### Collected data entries
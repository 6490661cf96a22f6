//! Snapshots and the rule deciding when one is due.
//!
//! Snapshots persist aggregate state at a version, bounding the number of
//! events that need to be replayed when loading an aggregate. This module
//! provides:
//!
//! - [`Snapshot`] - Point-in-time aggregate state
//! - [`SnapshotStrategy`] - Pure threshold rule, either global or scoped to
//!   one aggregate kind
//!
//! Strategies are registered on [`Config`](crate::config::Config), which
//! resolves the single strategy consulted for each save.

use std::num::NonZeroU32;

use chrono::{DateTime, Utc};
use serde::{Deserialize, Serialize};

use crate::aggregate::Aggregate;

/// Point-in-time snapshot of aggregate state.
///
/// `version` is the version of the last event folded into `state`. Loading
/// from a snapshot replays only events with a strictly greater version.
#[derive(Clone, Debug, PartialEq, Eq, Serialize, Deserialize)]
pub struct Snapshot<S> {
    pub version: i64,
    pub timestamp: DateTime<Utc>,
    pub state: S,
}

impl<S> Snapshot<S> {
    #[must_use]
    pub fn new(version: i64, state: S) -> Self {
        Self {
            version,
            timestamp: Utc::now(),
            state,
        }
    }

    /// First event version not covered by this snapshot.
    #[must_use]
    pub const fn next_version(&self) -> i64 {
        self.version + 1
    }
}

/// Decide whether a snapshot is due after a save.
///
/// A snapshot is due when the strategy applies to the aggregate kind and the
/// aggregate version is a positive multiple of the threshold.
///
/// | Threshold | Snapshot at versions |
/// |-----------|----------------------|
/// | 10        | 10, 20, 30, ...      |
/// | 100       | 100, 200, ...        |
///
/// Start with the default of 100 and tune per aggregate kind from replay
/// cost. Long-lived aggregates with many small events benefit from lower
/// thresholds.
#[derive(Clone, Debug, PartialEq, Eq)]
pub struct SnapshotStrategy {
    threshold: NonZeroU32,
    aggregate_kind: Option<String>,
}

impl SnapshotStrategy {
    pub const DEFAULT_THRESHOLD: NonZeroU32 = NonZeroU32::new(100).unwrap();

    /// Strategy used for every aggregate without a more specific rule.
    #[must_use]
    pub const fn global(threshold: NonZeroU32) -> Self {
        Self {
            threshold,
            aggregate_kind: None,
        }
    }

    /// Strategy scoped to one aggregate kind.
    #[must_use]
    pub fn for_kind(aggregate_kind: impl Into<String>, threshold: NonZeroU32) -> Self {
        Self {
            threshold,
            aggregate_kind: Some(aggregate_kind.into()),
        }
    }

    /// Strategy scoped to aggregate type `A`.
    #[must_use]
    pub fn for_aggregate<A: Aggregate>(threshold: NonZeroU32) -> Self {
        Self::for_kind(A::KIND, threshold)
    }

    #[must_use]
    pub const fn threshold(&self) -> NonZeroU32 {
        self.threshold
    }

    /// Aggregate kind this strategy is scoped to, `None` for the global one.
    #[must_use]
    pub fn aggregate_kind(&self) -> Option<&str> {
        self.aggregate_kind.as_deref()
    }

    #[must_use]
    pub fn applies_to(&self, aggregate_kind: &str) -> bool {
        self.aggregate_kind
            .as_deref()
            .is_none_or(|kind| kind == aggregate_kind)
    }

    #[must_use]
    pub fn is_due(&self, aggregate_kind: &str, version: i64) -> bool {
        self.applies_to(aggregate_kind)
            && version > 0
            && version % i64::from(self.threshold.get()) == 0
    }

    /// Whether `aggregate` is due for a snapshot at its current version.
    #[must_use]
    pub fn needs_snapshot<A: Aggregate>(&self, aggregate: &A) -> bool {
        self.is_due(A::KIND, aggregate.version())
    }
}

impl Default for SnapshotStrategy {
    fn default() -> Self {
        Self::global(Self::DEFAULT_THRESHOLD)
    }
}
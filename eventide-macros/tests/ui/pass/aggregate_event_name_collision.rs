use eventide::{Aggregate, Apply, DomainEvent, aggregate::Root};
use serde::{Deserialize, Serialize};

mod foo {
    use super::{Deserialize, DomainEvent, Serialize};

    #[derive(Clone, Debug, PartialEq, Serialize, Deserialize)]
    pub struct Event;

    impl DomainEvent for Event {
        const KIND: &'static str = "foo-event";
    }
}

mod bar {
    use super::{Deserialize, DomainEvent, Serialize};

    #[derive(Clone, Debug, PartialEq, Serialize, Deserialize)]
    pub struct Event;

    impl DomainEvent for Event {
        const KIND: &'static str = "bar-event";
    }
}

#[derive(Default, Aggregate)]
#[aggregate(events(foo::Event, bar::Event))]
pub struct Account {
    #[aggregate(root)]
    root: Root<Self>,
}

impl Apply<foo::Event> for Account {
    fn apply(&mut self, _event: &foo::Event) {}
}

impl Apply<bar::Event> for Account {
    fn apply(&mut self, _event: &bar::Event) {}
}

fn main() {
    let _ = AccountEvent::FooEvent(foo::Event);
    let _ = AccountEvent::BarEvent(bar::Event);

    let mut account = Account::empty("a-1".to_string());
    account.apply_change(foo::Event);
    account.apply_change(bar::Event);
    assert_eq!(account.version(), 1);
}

### Problem to work on
Your answer must be a single number: the count of lines in the records above that contain "Option".

### Reply
2